> WHAT IS EXPECTED:
Say how many lines in the records hold the word "Generated", and give nothing but that number.

--------

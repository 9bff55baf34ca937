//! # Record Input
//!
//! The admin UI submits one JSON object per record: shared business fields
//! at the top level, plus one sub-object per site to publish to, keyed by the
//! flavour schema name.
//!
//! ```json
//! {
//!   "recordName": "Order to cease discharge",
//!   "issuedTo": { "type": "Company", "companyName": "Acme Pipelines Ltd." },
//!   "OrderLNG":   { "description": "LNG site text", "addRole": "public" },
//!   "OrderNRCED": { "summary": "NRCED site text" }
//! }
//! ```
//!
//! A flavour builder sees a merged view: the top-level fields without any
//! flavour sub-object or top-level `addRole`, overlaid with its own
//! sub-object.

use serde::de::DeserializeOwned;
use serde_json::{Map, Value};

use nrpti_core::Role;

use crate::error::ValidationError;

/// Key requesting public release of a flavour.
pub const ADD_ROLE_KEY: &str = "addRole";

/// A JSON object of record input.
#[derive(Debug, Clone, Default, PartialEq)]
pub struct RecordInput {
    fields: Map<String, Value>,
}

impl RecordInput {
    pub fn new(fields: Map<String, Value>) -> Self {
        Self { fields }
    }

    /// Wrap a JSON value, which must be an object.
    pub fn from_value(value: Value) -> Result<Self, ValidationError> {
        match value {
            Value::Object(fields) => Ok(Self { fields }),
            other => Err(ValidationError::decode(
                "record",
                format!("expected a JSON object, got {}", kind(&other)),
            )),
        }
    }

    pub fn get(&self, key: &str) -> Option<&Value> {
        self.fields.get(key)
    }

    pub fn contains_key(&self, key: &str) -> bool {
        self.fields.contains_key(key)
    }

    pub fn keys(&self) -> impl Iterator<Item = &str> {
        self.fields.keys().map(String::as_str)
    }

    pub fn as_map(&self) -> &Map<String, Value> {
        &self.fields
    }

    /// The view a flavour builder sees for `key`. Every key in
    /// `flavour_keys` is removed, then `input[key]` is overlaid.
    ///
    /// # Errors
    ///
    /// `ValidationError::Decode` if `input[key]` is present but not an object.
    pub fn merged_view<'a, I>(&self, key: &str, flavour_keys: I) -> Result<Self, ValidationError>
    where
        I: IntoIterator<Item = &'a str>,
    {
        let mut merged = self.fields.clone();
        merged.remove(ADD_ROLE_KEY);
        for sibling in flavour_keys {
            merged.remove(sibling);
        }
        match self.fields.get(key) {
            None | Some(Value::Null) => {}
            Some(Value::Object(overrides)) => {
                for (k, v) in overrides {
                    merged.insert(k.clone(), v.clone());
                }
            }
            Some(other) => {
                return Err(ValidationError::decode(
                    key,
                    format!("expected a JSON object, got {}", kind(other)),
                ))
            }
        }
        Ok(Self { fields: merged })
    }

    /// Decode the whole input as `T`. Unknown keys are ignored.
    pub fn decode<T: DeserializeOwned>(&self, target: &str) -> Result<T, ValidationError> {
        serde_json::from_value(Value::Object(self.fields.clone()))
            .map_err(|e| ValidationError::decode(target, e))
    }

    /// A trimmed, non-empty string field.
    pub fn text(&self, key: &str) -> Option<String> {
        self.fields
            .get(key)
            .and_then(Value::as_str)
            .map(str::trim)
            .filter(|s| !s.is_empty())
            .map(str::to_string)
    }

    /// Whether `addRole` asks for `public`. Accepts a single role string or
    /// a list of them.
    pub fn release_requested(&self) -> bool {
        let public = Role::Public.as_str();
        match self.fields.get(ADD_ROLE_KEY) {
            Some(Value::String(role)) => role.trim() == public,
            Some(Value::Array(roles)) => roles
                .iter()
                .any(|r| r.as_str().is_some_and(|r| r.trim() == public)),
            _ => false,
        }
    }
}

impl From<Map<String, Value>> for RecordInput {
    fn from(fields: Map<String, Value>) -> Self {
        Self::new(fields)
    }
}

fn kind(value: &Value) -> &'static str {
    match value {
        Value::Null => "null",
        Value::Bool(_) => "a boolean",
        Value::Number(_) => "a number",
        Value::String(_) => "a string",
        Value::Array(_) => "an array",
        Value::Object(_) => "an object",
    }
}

--------

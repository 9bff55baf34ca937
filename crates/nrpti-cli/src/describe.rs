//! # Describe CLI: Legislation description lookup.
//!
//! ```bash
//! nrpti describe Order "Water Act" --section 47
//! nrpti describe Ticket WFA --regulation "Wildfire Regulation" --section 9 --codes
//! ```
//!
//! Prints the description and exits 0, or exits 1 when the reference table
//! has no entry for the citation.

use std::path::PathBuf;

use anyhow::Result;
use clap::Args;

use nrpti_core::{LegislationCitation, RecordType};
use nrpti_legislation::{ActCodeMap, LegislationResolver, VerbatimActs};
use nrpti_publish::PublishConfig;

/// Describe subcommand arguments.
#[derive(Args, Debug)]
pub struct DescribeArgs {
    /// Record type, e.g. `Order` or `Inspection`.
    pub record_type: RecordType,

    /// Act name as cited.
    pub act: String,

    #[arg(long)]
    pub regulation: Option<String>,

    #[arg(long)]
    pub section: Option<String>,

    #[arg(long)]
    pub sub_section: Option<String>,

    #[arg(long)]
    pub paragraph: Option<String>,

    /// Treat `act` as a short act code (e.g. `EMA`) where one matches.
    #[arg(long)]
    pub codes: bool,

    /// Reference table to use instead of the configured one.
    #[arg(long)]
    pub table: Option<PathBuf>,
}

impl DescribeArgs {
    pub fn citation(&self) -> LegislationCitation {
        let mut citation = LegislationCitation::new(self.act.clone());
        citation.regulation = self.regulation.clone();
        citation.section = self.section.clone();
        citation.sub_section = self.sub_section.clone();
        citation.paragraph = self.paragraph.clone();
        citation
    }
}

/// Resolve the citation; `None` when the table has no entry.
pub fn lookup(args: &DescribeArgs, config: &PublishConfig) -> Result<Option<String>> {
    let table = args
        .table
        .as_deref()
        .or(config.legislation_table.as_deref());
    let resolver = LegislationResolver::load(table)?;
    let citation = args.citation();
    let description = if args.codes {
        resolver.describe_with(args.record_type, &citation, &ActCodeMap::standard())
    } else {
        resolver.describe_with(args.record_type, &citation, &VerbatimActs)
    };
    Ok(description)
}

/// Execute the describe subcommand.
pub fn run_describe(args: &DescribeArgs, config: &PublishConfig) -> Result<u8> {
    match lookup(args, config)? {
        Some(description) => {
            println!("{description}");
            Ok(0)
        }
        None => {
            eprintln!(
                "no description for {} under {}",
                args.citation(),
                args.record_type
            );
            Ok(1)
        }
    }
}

--------

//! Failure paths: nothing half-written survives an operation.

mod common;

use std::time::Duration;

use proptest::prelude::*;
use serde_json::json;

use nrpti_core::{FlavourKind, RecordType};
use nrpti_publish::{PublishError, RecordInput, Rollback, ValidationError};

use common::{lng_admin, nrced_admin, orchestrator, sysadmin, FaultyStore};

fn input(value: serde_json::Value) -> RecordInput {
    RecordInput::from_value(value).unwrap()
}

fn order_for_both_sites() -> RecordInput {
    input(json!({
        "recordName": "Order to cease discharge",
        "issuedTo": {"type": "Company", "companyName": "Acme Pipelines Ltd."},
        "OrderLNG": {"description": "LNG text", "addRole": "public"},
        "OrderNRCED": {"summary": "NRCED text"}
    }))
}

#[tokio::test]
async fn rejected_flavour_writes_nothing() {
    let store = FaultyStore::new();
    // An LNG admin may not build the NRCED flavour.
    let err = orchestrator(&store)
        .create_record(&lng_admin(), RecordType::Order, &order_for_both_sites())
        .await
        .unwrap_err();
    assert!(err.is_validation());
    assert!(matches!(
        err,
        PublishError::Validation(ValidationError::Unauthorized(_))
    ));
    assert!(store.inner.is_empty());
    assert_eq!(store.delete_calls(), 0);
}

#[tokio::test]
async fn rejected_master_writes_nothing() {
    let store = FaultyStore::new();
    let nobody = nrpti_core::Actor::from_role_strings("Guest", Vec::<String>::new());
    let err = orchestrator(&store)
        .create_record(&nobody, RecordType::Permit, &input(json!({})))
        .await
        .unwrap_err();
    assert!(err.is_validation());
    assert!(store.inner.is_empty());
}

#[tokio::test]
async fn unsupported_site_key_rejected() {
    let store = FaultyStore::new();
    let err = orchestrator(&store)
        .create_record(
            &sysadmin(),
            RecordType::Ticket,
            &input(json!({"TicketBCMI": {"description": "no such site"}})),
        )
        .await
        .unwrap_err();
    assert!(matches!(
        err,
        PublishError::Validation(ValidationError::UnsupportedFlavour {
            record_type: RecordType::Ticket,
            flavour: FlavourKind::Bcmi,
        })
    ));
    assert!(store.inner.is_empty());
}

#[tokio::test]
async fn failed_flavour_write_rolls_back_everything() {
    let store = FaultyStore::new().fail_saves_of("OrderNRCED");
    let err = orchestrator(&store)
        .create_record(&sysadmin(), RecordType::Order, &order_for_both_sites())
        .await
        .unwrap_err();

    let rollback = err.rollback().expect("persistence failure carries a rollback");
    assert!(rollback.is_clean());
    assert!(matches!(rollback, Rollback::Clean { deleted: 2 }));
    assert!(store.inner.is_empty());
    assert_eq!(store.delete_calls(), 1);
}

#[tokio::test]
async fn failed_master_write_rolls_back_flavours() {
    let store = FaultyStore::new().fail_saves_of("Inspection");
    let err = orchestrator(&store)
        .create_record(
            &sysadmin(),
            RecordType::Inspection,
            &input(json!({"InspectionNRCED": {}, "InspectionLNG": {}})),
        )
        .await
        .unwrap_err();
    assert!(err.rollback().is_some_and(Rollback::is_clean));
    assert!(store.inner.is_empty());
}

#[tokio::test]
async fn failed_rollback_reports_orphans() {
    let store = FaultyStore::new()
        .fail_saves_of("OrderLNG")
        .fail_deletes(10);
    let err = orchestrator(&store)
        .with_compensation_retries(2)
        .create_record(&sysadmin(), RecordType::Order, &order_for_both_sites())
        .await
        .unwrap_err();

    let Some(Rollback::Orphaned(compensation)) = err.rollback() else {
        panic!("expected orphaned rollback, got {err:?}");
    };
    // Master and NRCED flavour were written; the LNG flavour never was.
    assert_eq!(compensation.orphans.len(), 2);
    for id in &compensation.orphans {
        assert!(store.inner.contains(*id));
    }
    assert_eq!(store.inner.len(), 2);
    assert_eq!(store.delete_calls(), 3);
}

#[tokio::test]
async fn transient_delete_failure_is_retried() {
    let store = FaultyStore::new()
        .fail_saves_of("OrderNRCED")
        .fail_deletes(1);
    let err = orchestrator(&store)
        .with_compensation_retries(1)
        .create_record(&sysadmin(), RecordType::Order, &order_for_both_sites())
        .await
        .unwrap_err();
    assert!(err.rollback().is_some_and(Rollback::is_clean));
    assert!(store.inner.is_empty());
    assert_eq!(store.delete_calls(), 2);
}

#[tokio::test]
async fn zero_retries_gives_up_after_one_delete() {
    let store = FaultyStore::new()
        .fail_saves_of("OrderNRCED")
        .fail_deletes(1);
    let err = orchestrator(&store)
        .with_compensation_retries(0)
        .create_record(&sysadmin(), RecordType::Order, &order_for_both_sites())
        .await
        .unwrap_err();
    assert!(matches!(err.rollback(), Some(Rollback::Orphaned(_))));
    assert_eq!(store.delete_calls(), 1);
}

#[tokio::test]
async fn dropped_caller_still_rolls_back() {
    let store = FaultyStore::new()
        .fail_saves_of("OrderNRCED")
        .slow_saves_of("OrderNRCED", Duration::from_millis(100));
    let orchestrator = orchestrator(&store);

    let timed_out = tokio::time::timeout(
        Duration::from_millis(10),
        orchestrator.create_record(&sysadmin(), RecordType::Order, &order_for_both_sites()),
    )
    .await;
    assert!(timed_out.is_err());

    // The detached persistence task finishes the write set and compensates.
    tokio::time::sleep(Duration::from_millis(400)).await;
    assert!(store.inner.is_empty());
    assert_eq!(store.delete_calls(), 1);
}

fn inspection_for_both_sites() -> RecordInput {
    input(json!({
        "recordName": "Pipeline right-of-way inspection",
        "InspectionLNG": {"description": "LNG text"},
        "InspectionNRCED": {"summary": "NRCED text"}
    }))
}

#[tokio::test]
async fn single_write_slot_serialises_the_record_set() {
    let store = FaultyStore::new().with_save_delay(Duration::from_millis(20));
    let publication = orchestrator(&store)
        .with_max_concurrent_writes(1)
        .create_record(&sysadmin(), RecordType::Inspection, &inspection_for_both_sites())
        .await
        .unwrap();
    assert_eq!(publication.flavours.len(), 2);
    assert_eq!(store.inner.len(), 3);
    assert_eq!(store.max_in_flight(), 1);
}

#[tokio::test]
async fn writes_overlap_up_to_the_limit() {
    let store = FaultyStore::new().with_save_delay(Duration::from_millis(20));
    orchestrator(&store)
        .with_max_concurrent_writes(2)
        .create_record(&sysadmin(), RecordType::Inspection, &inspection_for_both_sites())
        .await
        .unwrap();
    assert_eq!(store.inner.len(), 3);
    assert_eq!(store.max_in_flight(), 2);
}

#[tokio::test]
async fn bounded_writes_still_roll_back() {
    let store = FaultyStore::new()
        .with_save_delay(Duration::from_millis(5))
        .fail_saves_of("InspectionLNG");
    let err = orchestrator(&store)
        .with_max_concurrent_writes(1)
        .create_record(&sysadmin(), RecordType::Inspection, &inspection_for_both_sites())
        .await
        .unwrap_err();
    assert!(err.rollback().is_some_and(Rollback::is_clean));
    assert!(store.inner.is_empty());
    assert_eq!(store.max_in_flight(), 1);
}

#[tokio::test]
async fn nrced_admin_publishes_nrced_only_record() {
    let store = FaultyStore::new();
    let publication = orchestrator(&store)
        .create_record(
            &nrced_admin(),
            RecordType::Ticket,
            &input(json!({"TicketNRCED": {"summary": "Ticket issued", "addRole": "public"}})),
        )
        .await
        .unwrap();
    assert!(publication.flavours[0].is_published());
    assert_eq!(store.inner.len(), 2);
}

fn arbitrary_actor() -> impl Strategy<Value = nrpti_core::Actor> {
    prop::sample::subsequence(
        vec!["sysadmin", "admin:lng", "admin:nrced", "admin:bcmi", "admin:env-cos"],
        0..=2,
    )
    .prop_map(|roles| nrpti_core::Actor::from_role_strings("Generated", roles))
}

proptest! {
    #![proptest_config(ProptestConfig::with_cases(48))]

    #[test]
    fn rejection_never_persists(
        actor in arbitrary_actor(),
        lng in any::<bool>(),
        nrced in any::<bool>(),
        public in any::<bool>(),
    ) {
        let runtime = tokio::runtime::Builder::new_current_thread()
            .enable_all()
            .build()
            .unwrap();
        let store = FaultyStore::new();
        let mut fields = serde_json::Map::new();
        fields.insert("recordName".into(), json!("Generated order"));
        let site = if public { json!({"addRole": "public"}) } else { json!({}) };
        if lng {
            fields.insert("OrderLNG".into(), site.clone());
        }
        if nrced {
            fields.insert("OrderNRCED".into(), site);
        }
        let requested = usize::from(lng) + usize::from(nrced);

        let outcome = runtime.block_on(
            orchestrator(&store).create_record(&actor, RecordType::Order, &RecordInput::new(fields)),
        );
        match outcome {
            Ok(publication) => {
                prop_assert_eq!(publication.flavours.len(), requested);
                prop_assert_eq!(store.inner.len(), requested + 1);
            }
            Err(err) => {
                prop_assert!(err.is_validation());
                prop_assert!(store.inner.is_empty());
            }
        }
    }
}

--------

> RESPONSE AREA:
2